[The task]: Reproduce exactly, and only, the lines running from the start of the entries below to the line containing "use std::time::Duration;".

═════ Records to process

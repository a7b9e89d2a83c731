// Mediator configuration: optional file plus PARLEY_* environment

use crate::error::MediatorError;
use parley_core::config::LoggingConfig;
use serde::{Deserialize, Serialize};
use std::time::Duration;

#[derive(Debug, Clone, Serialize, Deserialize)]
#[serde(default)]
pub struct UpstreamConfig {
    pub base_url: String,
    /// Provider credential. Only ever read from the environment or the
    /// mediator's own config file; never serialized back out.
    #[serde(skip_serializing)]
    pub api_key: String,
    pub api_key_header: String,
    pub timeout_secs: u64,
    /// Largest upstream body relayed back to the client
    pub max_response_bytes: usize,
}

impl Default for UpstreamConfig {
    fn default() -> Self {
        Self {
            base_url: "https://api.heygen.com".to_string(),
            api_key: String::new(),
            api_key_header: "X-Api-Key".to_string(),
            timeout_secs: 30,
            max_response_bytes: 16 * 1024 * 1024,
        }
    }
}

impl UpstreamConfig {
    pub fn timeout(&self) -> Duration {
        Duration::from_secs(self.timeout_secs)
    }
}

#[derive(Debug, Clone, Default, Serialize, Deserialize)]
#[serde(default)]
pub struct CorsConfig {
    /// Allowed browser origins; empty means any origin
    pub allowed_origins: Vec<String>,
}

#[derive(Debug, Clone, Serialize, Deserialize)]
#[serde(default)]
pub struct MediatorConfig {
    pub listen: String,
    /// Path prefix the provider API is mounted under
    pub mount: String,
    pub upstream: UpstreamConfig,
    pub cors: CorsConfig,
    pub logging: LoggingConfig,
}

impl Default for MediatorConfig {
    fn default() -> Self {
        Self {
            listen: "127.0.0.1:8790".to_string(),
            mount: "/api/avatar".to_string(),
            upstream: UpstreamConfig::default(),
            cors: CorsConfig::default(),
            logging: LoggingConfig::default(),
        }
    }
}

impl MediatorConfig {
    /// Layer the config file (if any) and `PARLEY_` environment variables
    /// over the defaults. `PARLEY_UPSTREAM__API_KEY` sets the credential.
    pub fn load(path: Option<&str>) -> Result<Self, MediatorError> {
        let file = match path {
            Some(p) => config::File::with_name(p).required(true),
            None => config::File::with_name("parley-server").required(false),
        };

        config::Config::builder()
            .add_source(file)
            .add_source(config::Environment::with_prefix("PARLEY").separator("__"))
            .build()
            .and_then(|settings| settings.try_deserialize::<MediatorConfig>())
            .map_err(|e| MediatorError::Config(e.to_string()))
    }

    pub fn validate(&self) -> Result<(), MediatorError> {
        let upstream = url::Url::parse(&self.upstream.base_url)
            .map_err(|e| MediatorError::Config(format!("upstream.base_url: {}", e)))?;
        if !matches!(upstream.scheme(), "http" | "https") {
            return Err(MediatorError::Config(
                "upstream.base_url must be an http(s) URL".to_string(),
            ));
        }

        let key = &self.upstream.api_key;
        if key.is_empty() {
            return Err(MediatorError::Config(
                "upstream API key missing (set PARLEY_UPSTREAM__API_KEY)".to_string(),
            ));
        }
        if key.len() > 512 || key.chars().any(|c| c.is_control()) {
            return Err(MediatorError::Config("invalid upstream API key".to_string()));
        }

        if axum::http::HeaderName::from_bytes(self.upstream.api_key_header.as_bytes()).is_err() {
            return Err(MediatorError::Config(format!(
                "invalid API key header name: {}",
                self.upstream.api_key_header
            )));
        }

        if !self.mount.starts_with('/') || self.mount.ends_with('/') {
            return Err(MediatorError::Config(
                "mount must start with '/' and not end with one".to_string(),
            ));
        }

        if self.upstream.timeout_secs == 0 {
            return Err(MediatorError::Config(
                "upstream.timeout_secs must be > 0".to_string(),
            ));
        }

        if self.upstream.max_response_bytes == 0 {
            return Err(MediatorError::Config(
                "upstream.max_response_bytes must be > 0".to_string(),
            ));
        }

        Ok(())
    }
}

══════════

[Your solution]:
repository a7b9e89d2a83c731
// Mediator configuration: optional file plus PARLEY_* environment

use crate::error::MediatorError;
use parley_core::config::LoggingConfig;
use serde::{Deserialize, Serialize};
use std::time::Duration;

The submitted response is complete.